(Collected data entries)
-.-.-
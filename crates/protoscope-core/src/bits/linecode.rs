use thiserror::Error;

use super::BitBuffer;

#[derive(Debug, Error)]
pub enum SymbolTableError {
    #[error("symbol table has no entries")]
    Empty,
    #[error("symbol {symbol:?} does not match table width {width}")]
    MismatchedWidths { symbol: String, width: usize },
    #[error("symbol {symbol:?} contains a character other than '0' or '1'")]
    NonBinarySymbol { symbol: String },
    #[error("duplicate symbol {symbol:?}")]
    DuplicateSymbol { symbol: String },
}

/// Line-code table mapping fixed-width channel symbols to output bits.
///
/// Every symbol literal must have the same non-zero width and be distinct;
/// a mismatched table is a programming error surfaced at construction, so
/// decode paths never see one.
///
/// # Examples
/// ```
/// use protoscope_core::SymbolTable;
///
/// let manchester = SymbolTable::manchester();
/// assert_eq!(manchester.width(), 2);
/// ```
#[derive(Debug, Clone)]
pub struct SymbolTable {
    entries: Vec<(&'static str, bool)>,
    width: usize,
}

impl SymbolTable {
    /// Build a table from `(symbol literal, output bit)` pairs.
    pub fn new(entries: &[(&'static str, bool)]) -> Result<Self, SymbolTableError> {
        let width = entries
            .first()
            .map(|(symbol, _)| symbol.len())
            .ok_or(SymbolTableError::Empty)?;
        if width == 0 {
            return Err(SymbolTableError::Empty);
        }
        for (index, (symbol, _)) in entries.iter().enumerate() {
            if symbol.len() != width {
                return Err(SymbolTableError::MismatchedWidths {
                    symbol: (*symbol).to_string(),
                    width,
                });
            }
            if symbol.bytes().any(|ch| ch != b'0' && ch != b'1') {
                return Err(SymbolTableError::NonBinarySymbol {
                    symbol: (*symbol).to_string(),
                });
            }
            if entries[..index].iter().any(|(seen, _)| seen == symbol) {
                return Err(SymbolTableError::DuplicateSymbol {
                    symbol: (*symbol).to_string(),
                });
            }
        }
        Ok(Self {
            entries: entries.to_vec(),
            width,
        })
    }

    /// Manchester line code: `01` decodes to 0, `10` decodes to 1.
    pub fn manchester() -> Self {
        // Known-good literals; validated by the constructor tests below.
        Self {
            entries: vec![("01", false), ("10", true)],
            width: 2,
        }
    }

    /// Width in channel bits of every symbol in the table.
    pub fn width(&self) -> usize {
        self.width
    }

    /// Output bit for the symbol starting at `at`, or `None` when the next
    /// chunk matches no entry or runs past the buffer.
    fn lookup(&self, bits: &BitBuffer<'_>, at: usize) -> Option<bool> {
        'entries: for (symbol, output) in &self.entries {
            for (i, ch) in symbol.bytes().enumerate() {
                match bits.get(at + i) {
                    Some(bit) if bit == (ch == b'1') => {}
                    _ => continue 'entries,
                }
            }
            return Some(*output);
        }
        None
    }
}

/// Decode line-coded symbols starting at `start_bit` into `out`.
///
/// Reads one symbol width at a time; each recognized symbol emits its output
/// bit MSB-first into `out`. Decoding stops at the first unrecognized chunk,
/// when the input runs out, or when `out` is full — whichever comes first —
/// and returns the number of output bits decoded. No backtracking and no
/// resynchronization: callers compare the count against their protocol's
/// required payload size.
///
/// # Examples
/// ```
/// use protoscope_core::{BitBuffer, SymbolTable, decode_line_code};
///
/// // Manchester encoding of 0xA5: 1010_0101 -> "10 01 10 01 01 10 01 10".
/// let bits = BitBuffer::from_bytes(&[0b1001_1001, 0b0110_0110]);
/// let mut out = [0u8; 1];
/// let decoded = decode_line_code(&mut out, &bits, 0, &SymbolTable::manchester());
/// assert_eq!(decoded, 8);
/// assert_eq!(out[0], 0xA5);
/// ```
pub fn decode_line_code(
    out: &mut [u8],
    bits: &BitBuffer<'_>,
    start_bit: usize,
    table: &SymbolTable,
) -> usize {
    let capacity_bits = out.len() * 8;
    let mut decoded = 0usize;
    let mut cursor = start_bit;
    while decoded < capacity_bits {
        let Some(bit) = table.lookup(bits, cursor) else {
            break;
        };
        if bit {
            out[decoded / 8] |= 0x80 >> (decoded % 8);
        } else {
            out[decoded / 8] &= !(0x80 >> (decoded % 8));
        }
        cursor += table.width;
        decoded += 1;
    }
    decoded
}

#[cfg(test)]
mod tests {
    use super::{SymbolTable, SymbolTableError, decode_line_code};
    use crate::bits::{BitBuffer, pack_bit_str};

    fn encode_manchester(bytes: &[u8]) -> String {
        let mut stream = String::new();
        for byte in bytes {
            for shift in (0..8).rev() {
                stream.push_str(if byte >> shift & 1 == 1 { "10" } else { "01" });
            }
        }
        stream
    }

    #[test]
    fn manchester_round_trip() {
        let sequences: &[&[u8]] = &[
            &[0x00],
            &[0xff],
            &[0xa5, 0x5a],
            &[0x00, 0x11, 0x22, 0x33, 0x44, 0x05, 0x64, 0x82, 0x0a, 0xad],
        ];
        for payload in sequences {
            let (bytes, bit_count) = pack_bit_str(&encode_manchester(payload)).unwrap();
            let bits = BitBuffer::new(&bytes, bit_count).unwrap();
            let mut out = vec![0u8; payload.len()];
            let decoded = decode_line_code(&mut out, &bits, 0, &SymbolTable::manchester());
            assert_eq!(decoded, payload.len() * 8);
            assert_eq!(&out, payload);
        }
    }

    #[test]
    fn decode_honors_start_bit() {
        let stream = format!("111{}", encode_manchester(&[0x42]));
        let (bytes, bit_count) = pack_bit_str(&stream).unwrap();
        let bits = BitBuffer::new(&bytes, bit_count).unwrap();
        let mut out = [0u8; 1];
        let decoded = decode_line_code(&mut out, &bits, 3, &SymbolTable::manchester());
        assert_eq!(decoded, 8);
        assert_eq!(out[0], 0x42);
    }

    #[test]
    fn invalid_symbol_stops_at_exactly_k_bits() {
        // 12 good bits, then "11" which is neither Manchester symbol.
        for k in 0..12 {
            let mut stream = String::new();
            for i in 0..12 {
                if i == k {
                    stream.push_str("11");
                }
                stream.push_str(if i % 2 == 0 { "10" } else { "01" });
            }
            let (bytes, bit_count) = pack_bit_str(&stream).unwrap();
            let bits = BitBuffer::new(&bytes, bit_count).unwrap();
            let mut out = [0u8; 2];
            let decoded = decode_line_code(&mut out, &bits, 0, &SymbolTable::manchester());
            assert_eq!(decoded, k, "invalid symbol at {k}");
        }
    }

    #[test]
    fn truncated_input_stops_early() {
        // 5 full symbols plus one dangling channel bit.
        let (bytes, bit_count) = pack_bit_str("10101010101").unwrap();
        let bits = BitBuffer::new(&bytes, bit_count).unwrap();
        let mut out = [0u8; 1];
        let decoded = decode_line_code(&mut out, &bits, 0, &SymbolTable::manchester());
        assert_eq!(decoded, 5);
        assert_eq!(out[0], 0b1111_1000);
    }

    #[test]
    fn output_capacity_clamps_decode() {
        let (bytes, bit_count) = pack_bit_str(&encode_manchester(&[0xaa, 0xbb, 0xcc])).unwrap();
        let bits = BitBuffer::new(&bytes, bit_count).unwrap();
        let mut out = [0u8; 2];
        let decoded = decode_line_code(&mut out, &bits, 0, &SymbolTable::manchester());
        assert_eq!(decoded, 16);
        assert_eq!(out, [0xaa, 0xbb]);
    }

    #[test]
    fn table_rejects_mismatched_widths() {
        let err = SymbolTable::new(&[("01", false), ("100", true)]).unwrap_err();
        assert!(matches!(err, SymbolTableError::MismatchedWidths { .. }));
    }

    #[test]
    fn table_rejects_duplicates_and_non_binary() {
        let err = SymbolTable::new(&[("01", false), ("01", true)]).unwrap_err();
        assert!(matches!(err, SymbolTableError::DuplicateSymbol { .. }));

        let err = SymbolTable::new(&[("0x", false), ("10", true)]).unwrap_err();
        assert!(matches!(err, SymbolTableError::NonBinarySymbol { .. }));

        let err = SymbolTable::new(&[]).unwrap_err();
        assert!(matches!(err, SymbolTableError::Empty));
    }

    #[test]
    fn manchester_matches_validated_construction() {
        let built = SymbolTable::new(&[("01", false), ("10", true)]).unwrap();
        let shorthand = SymbolTable::manchester();
        assert_eq!(built.width(), shorthand.width());
        assert_eq!(built.entries, shorthand.entries);
    }

    #[test]
    fn wider_symbol_table_decodes() {
        // A 3-bit-per-symbol code in the same table shape.
        let table = SymbolTable::new(&[("001", false), ("110", true)]).unwrap();
        let (bytes, bit_count) = pack_bit_str("110001110001110110").unwrap();
        let bits = BitBuffer::new(&bytes, bit_count).unwrap();
        let mut out = [0u8; 1];
        let decoded = decode_line_code(&mut out, &bits, 0, &table);
        assert_eq!(decoded, 6);
        assert_eq!(out[0], 0b1010_1100);
    }
}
-.-.-
[WHAT TO DO]: Please copy every line from the entries that includes the word "NonBinarySymbol".

[ANSWER TO THIS PROBLEM]:
    NonBinarySymbol { symbol: String },
                return Err(SymbolTableError::NonBinarySymbol {
        assert!(matches!(err, SymbolTableError::NonBinarySymbol { .. }));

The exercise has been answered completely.